RECORDS SHOWN
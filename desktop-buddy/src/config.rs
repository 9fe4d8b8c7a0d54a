use std::{
    fs,
    path::{Path, PathBuf},
};

use anyhow::{Context, Result};
use serde::{Deserialize, Serialize};
use tracing::warn;

#[derive(Debug, Clone, Serialize, Deserialize)]
#[serde(default)]
pub struct SpriteConfig {
    pub idle_sheet: String,
    pub walk_sheet: String,
    pub logo_file: String,
    pub frame_width: u32,
    pub frame_height: u32,
    pub scale: f32,
    pub logo_size: u32,
    pub icon_size: u32,
}

impl Default for SpriteConfig {
    fn default() -> Self {
        Self {
            idle_sheet: "Idle.png".to_owned(),
            walk_sheet: "Walk.png".to_owned(),
            logo_file: "logo.png".to_owned(),
            frame_width: 128,
            frame_height: 128,
            scale: 1.4,
            logo_size: 18,
            icon_size: 22,
        }
    }
}

#[derive(Debug, Clone, Serialize, Deserialize)]
#[serde(default)]
pub struct MotionConfig {
    /// Pixels moved per tick.
    pub step_size: f32,
    pub tick_ms: u64,
    pub float_amplitude: f32,
    /// Bob phase increment per tick, in radians.
    pub float_speed: f32,
    /// Gap between the bottom of the screen and the character surface.
    pub ground_margin: f32,
}

impl Default for MotionConfig {
    fn default() -> Self {
        Self {
            step_size: 4.0,
            tick_ms: 70,
            float_amplitude: 5.0,
            float_speed: 0.15,
            ground_margin: 40.0,
        }
    }
}

#[derive(Debug, Clone, Serialize, Deserialize)]
#[serde(default)]
pub struct BubbleConfig {
    pub interval_ms: u64,
    pub duration_ms: u64,
    pub fade_steps: u32,
    pub fade_interval_ms: u64,
    pub width: f32,
    pub height: f32,
    pub fill_color: String,
    pub outline_color: String,
    pub text_color: String,
    pub font_size: f32,
}

impl Default for BubbleConfig {
    fn default() -> Self {
        Self {
            interval_ms: 30_000,
            duration_ms: 10_000,
            fade_steps: 10,
            fade_interval_ms: 40,
            width: 170.0,
            height: 70.0,
            fill_color: "#fffbe6".to_owned(),
            outline_color: "#f0c48a".to_owned(),
            text_color: "#ff5abf".to_owned(),
            font_size: 12.0,
        }
    }
}

#[derive(Debug, Clone, Serialize, Deserialize)]
#[serde(default)]
pub struct BuddyConfig {
    /// Overrides asset root detection when set.
    pub asset_dir: Option<PathBuf>,
    /// Directory scanned for icons; falls back to the first asset root.
    pub icon_dir: Option<PathBuf>,
    pub icon_prefix: String,
    pub sprite: SpriteConfig,
    pub motion: MotionConfig,
    pub bubble: BubbleConfig,
    pub credit_text: String,
    pub credit_color: String,
    /// Used until the host reports the real monitor size.
    pub fallback_screen: [f32; 2],
    pub messages: Vec<String>,
}

impl Default for BuddyConfig {
    fn default() -> Self {
        Self {
            asset_dir: None,
            icon_dir: None,
            icon_prefix: "emoji_".to_owned(),
            sprite: SpriteConfig::default(),
            motion: MotionConfig::default(),
            bubble: BubbleConfig::default(),
            credit_text: "Creations by Kashiro".to_owned(),
            credit_color: "#ff5abf".to_owned(),
            fallback_screen: [1920.0, 1080.0],
            messages: Vec::new(),
        }
    }
}

impl BuddyConfig {
    pub fn config_dir() -> Result<PathBuf> {
        let dir = dirs::config_dir()
            .context("unable to locate OS config directory")?
            .join("desktop-buddy");
        fs::create_dir_all(&dir)
            .with_context(|| format!("failed creating config dir at {}", dir.display()))?;
        Ok(dir)
    }

    pub fn load_or_create() -> Result<(Self, PathBuf)> {
        let config_path = Self::config_dir()?.join("config.json");
        let config = Self::load_or_create_at(&config_path);
        Ok((config, config_path))
    }

    /// Falls back to defaults when the file is missing or unusable. A broken
    /// file is left in place so the user can fix it.
    pub fn load_or_create_at(config_path: &Path) -> Self {
        if !config_path.exists() {
            let default = Self::default();
            if let Err(err) = default.save(config_path) {
                warn!(?err, "failed writing default config; continuing with defaults");
            }
            return default;
        }

        match Self::read(config_path) {
            Ok(config) => config,
            Err(err) => {
                warn!(?err, "unusable config; continuing with defaults");
                Self::default()
            }
        }
    }

    fn read(config_path: &Path) -> Result<Self> {
        let text = fs::read_to_string(config_path)
            .with_context(|| format!("failed reading {}", config_path.display()))?;
        let config = serde_json::from_str::<Self>(&text)
            .with_context(|| format!("invalid json in {}", config_path.display()))?;
        Ok(config)
    }

    pub fn save(&self, path: &Path) -> Result<()> {
        let payload = serde_json::to_string_pretty(self).context("failed serializing config")?;
        fs::write(path, payload).with_context(|| format!("failed writing {}", path.display()))?;
        Ok(())
    }
}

EXERCISE REQUIREMENTS
The whole of the data is to be copied out word for word.

FINISHED TASK
filename desktop-buddy/src/config.rs
repository 9fe4d8b8c7a0d54a
use std::{
    fs,
    path::{Path, PathBuf},
};

use anyhow::{Context, Result};
use serde::{Deserialize, Serialize};
use tracing::warn;

#[derive(Debug, Clone, Serialize, Deserialize)]
#[serde(default)]
pub struct SpriteConfig {
    pub idle_sheet: String,
    pub walk_sheet: String,
    pub logo_file: String,
    pub frame_width: u32,
    pub frame_height: u32,
    pub scale: f32,
    pub logo_size: u32,
    pub icon_size: u32,
}

impl Default for SpriteConfig {
    fn default() -> Self {
        Self {
            idle_sheet: "Idle.png".to_owned(),
            walk_sheet: "Walk.png".to_owned(),
            logo_file: "logo.png".to_owned(),
            frame_width: 128,
            frame_height: 128,
            scale: 1.4,
            logo_size: 18,
            icon_size: 22,
        }
    }
}

#[derive(Debug, Clone, Serialize, Deserialize)]
#[serde(default)]
pub struct MotionConfig {
    /// Pixels moved per tick.
    pub step_size: f32,
    pub tick_ms: u64,
    pub float_amplitude: f32,
    /// Bob phase increment per tick, in radians.
    pub float_speed: f32,
    /// Gap between the bottom of the screen and the character surface.
    pub ground_margin: f32,
}

impl Default for MotionConfig {
    fn default() -> Self {
        Self {
            step_size: 4.0,
            tick_ms: 70,
            float_amplitude: 5.0,
            float_speed: 0.15,
            ground_margin: 40.0,
        }
    }
}

#[derive(Debug, Clone, Serialize, Deserialize)]
#[serde(default)]
pub struct BubbleConfig {
    pub interval_ms: u64,
    pub duration_ms: u64,
    pub fade_steps: u32,
    pub fade_interval_ms: u64,
    pub width: f32,
    pub height: f32,
    pub fill_color: String,
    pub outline_color: String,
    pub text_color: String,
    pub font_size: f32,
}

impl Default for BubbleConfig {
    fn default() -> Self {
        Self {
            interval_ms: 30_000,
            duration_ms: 10_000,
            fade_steps: 10,
            fade_interval_ms: 40,
            width: 170.0,
            height: 70.0,
            fill_color: "#fffbe6".to_owned(),
            outline_color: "#f0c48a".to_owned(),
            text_color: "#ff5abf".to_owned(),
            font_size: 12.0,
        }
    }
}

#[derive(Debug, Clone, Serialize, Deserialize)]
#[serde(default)]
pub struct BuddyConfig {
    /// Overrides asset root detection when set.
    pub asset_dir: Option<PathBuf>,
    /// Directory scanned for icons; falls back to the first asset root.
    pub icon_dir: Option<PathBuf>,
    pub icon_prefix: String,
    pub sprite: SpriteConfig,
    pub motion: MotionConfig,
    pub bubble: BubbleConfig,
    pub credit_text: String,
    pub credit_color: String,
    /// Used until the host reports the real monitor size.
    pub fallback_screen: [f32; 2],
    pub messages: Vec<String>,
}

impl Default for BuddyConfig {
    fn default() -> Self {
        Self {
            asset_dir: None,
            icon_dir: None,
            icon_prefix: "emoji_".to_owned(),
            sprite: SpriteConfig::default(),
            motion: MotionConfig::default(),
            bubble: BubbleConfig::default(),
            credit_text: "Creations by Kashiro".to_owned(),
            credit_color: "#ff5abf".to_owned(),
            fallback_screen: [1920.0, 1080.0],
            messages: Vec::new(),
        }
    }
}

impl BuddyConfig {
    pub fn config_dir() -> Result<PathBuf> {
        let dir = dirs::config_dir()
            .context("unable to locate OS config directory")?
            .join("desktop-buddy");
        fs::create_dir_all(&dir)
            .with_context(|| format!("failed creating config dir at {}", dir.display()))?;
        Ok(dir)
    }

    pub fn load_or_create() -> Result<(Self, PathBuf)> {
        let config_path = Self::config_dir()?.join("config.json");
        let config = Self::load_or_create_at(&config_path);
        Ok((config, config_path))
    }

    /// Falls back to defaults when the file is missing or unusable. A broken
    /// file is left in place so the user can fix it.
    pub fn load_or_create_at(config_path: &Path) -> Self {
        if !config_path.exists() {
            let default = Self::default();
            if let Err(err) = default.save(config_path) {
                warn!(?err, "failed writing default config; continuing with defaults");
            }
            return default;
        }

        match Self::read(config_path) {
            Ok(config) => config,
            Err(err) => {
                warn!(?err, "unusable config; continuing with defaults");
                Self::default()
            }
        }
    }

    fn read(config_path: &Path) -> Result<Self> {
        let text = fs::read_to_string(config_path)
            .with_context(|| format!("failed reading {}", config_path.display()))?;
        let config = serde_json::from_str::<Self>(&text)
            .with_context(|| format!("invalid json in {}", config_path.display()))?;
        Ok(config)
    }

    pub fn save(&self, path: &Path) -> Result<()> {
        let payload = serde_json::to_string_pretty(self).context("failed serializing config")?;
        fs::write(path, payload).with_context(|| format!("failed writing {}", path.display()))?;
        Ok(())
    }
}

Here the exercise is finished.